Juste avant la lisse de L’Écume Blanche, il s’immobilisa, suspendu dans le vide. Malgré toutes les descriptions de Merana, il eut un choc à la vue des gens qui le regardaient. Des femmes noires, et des hommes torse nu avec de larges ceintures de couleur se balançant jusqu’à leurs genoux, avec des chaînes d’or et d’argent autour du cou et des anneaux dans les oreilles, et dans le nez aussi pour certaines femmes, vêtues de corsages multicolores par-dessus leurs chausses noires et bouffantes. Aucune n’avait davantage d’expression qu’une Aes Sedai confirmée. Quatre de ces femmes, bien que pieds nus, portaient des soies de couleurs vives, dont deux des brocarts, et elles avaient aussi plus de colliers et de boucles d’oreilles que toutes les autres, avec une chaîne décorée de petits médaillons d’or reliant une boucle d’oreille à un anneau de nez. Regroupées, elles se taisaient, et le regardaient en respirant de minuscules boîtes ajourées en or suspendues à leur cou par des chaînettes. C’est à elles qu’il s’adressa.
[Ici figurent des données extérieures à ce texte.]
/// Packs point sets into square float textures and writes them with a manifest.
use crate::dds_writer::{write_f16_texture, write_f32_texture};
use crate::error::{GalaxyError, Result};
use crate::generator::branch_index;
use crate::manifest::{GalaxyManifest, PointSource, TextureFiles};
use crate::point_set::PointSet;
use constants::texture::{EXPORT_PROGRESS_CHUNK, MAX_POINTS, MAX_TEXTURE_SIZE};
use ddsfile::DxgiFormat;
use indicatif::{ProgressBar, ProgressStyle};
use std::fs;
use std::path::{Path, PathBuf};
use tracing::info;

#[derive(Debug, Clone, Copy, Default)]
pub struct ExportOptions {
    /// Store positions as RGBA16F instead of RGBA32F.
    pub half_precision: bool,
    /// Draw progress bars while packing.
    pub show_progress: bool,
    /// Seed recorded in the manifest.
    pub seed: Option<u64>,
}

/// Writes point sets into an output directory under a programmatic name.
pub struct PointSetExporter {
    output_dir: PathBuf,
    output_name: String,
}

impl PointSetExporter {
    /// Create the exporter, creating the output directory if needed.
    pub fn new(output_dir: &Path, name: &str) -> Result<Self> {
        fs::create_dir_all(output_dir)?;
        Ok(Self {
            output_dir: output_dir.to_path_buf(),
            output_name: programmatic_name(name),
        })
    }

    pub fn output_name(&self) -> &str {
        &self.output_name
    }

    /// Pack and write textures plus `manifest.json`.
    pub fn export(
        &self,
        point_set: &PointSet,
        source: PointSource,
        options: ExportOptions,
    ) -> Result<GalaxyManifest> {
        let texture_size = texture_size_for(point_set.len())?;
        info!(
            points = point_set.len(),
            texture_size, "exporting point set"
        );

        let progress = create_progress_bar(point_set.len() as u64, options.show_progress);

        progress.set_message("Packing positions");
        let positions = pack_positions(point_set, source.branches(), texture_size, &progress);
        let position_file = format!("{}_position_{1}x{1}.dds", self.output_name, texture_size);
        let position_path = self.output_dir.join(&position_file);
        if options.half_precision {
            write_f16_texture(&position_path, texture_size, &positions)?;
        } else {
            write_f32_texture(
                &position_path,
                texture_size,
                &positions,
                DxgiFormat::R32G32B32A32_Float,
            )?;
        }

        let colour_file = match point_set.colours() {
            Some(colours) => {
                progress.set_position(0);
                progress.set_message("Packing colours");
                let packed = pack_colours(colours, texture_size, &progress);
                let file = format!("{}_colour_{1}x{1}.dds", self.output_name, texture_size);
                write_f32_texture(
                    &self.output_dir.join(&file),
                    texture_size,
                    &packed,
                    DxgiFormat::R32G32B32A32_Float,
                )?;
                Some(file)
            }
            None => None,
        };
        progress.finish_with_message("Textures written");

        let manifest = GalaxyManifest {
            name: self.output_name.clone(),
            source,
            seed: options.seed,
            point_count: point_set.len(),
            has_colour: point_set.has_colours(),
            texture_size,
            position_format: if options.half_precision {
                "rgba16f".to_string()
            } else {
                "rgba32f".to_string()
            },
            texture_files: TextureFiles {
                position: position_file,
                colour: colour_file,
            },
            bounds: Some(point_set.bounds()).filter(|bounds| !bounds.is_empty()),
        };
        manifest.write(&self.output_dir)?;

        Ok(manifest)
    }
}

/// Reject a requested point count the exporter could never pack, before
/// anything is generated. Negative counts are left to config validation.
pub fn check_capacity(count: i64) -> Result<()> {
    match usize::try_from(count) {
        Ok(count) if count > MAX_POINTS => Err(GalaxyError::TooManyPoints {
            count,
            max: MAX_POINTS,
        }),
        _ => Ok(()),
    }
}

/// Smallest power-of-two side whose square holds `count` texels.
pub fn texture_size_for(count: usize) -> Result<usize> {
    if count > MAX_POINTS {
        return Err(GalaxyError::TooManyPoints {
            count,
            max: MAX_POINTS,
        });
    }
    let mut side = 1;
    while side * side < count {
        side *= 2;
    }
    Ok(side.min(MAX_TEXTURE_SIZE))
}

/// Lowercase alphanumeric name with underscores, safe for file names.
pub fn programmatic_name(name: &str) -> String {
    let cleaned: String = name
        .trim()
        .chars()
        .map(|c| {
            if c.is_ascii_alphanumeric() {
                c.to_ascii_lowercase()
            } else {
                '_'
            }
        })
        .collect();
    let cleaned = cleaned.trim_matches('_');
    if cleaned.is_empty() {
        "galaxy".to_string()
    } else {
        cleaned.to_string()
    }
}

/// RGBA texels: XYZ plus the arm index (zero for sources without arms).
fn pack_positions(
    point_set: &PointSet,
    branches: Option<usize>,
    texture_size: usize,
    progress: &ProgressBar,
) -> Vec<f32> {
    let mut data = vec![0.0f32; texture_size * texture_size * 4];
    for (chunk_index, chunk) in point_set
        .positions()
        .chunks(EXPORT_PROGRESS_CHUNK)
        .enumerate()
    {
        let start = chunk_index * EXPORT_PROGRESS_CHUNK;
        for (offset, [x, y, z]) in chunk.iter().enumerate() {
            let index = start + offset;
            let arm = branches.map_or(0.0, |b| branch_index(index, b) as f32);
            data[index * 4..index * 4 + 4].copy_from_slice(&[*x, *y, *z, arm]);
        }
        progress.inc(chunk.len() as u64);
    }
    data
}

fn pack_colours(colours: &[[f32; 3]], texture_size: usize, progress: &ProgressBar) -> Vec<f32> {
    let mut data = vec![0.0f32; texture_size * texture_size * 4];
    for (chunk_index, chunk) in colours.chunks(EXPORT_PROGRESS_CHUNK).enumerate() {
        let start = chunk_index * EXPORT_PROGRESS_CHUNK;
        for (offset, [r, g, b]) in chunk.iter().enumerate() {
            let index = start + offset;
            data[index * 4..index * 4 + 4].copy_from_slice(&[*r, *g, *b, 1.0]);
        }
        progress.inc(chunk.len() as u64);
    }
    data
}

fn create_progress_bar(len: u64, visible: bool) -> ProgressBar {
    if !visible {
        return ProgressBar::hidden();
    }
    let pb = ProgressBar::new(len);
    let style = ProgressStyle::with_template(
        "[{bar:40.green/blue}] {pos}/{len} points ({percent}%) {msg}",
    )
    .unwrap_or_else(|_| ProgressStyle::default_bar())
    .progress_chars("▉▊▋▌▍▎▏ ");
    pb.set_style(style);
    pb
}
— Je suis le Dragon Réincarné. Je suis le Coramoor.
Un soupir collectif parcourut l’équipage. Mais pas le groupe des femmes.
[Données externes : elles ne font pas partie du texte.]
//! Core application setup and state management.
//!
//! Handles application lifecycle, window configuration and state transitions
//! for both native and WASM targets.

/// Application setup and plugin configuration for the Bevy engine.
///
/// Creates the main app with the galaxy plugin, preset loading and
/// platform-specific configurations.
pub mod app_setup;

/// Application state machine and the loading to running transition.
pub mod app_state;

/// Platform-specific window configuration for native and WASM builds.
///
/// Configures canvas integration for web targets and vsync settings.
pub mod window_config;
//! Shared defaults and limits for galaxy generation, export and viewing.

/// Default galaxy parameters and the ranges the editors accept.
pub mod galaxy;

/// Viewer presentation settings.
pub mod render_settings;

/// Background particle column defaults.
pub mod scatter;

/// Export texture limits.
pub mod texture;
— Je suis Harine din Togara Deux Vents, Maîtresse-des-Voiles du Clan Shodein, annonça celle aux plus nombreux anneaux d’oreilles, belle femme à la bouche bien fendue, en brocart rouge avec cinq anneaux d’or dans chaque oreille.
Elle avait quelques fils blancs dans ses cheveux noirs et raides, et de fines pattes-d’oie autour des yeux. Il émanait d’elle une dignité impressionnante.
— Je parle ici au nom de la Maîtresse-des-Vaisseaux. S’il plaît à la Lumière, le Coramoor peut monter à bord.
Pour une raison inconnue, elle sursauta, de même que ses trois compagnes, mais ces paroles ressemblaient bien à une autorisation. Rand posa le pied sur le pont avec Min, regrettant d’avoir attendu.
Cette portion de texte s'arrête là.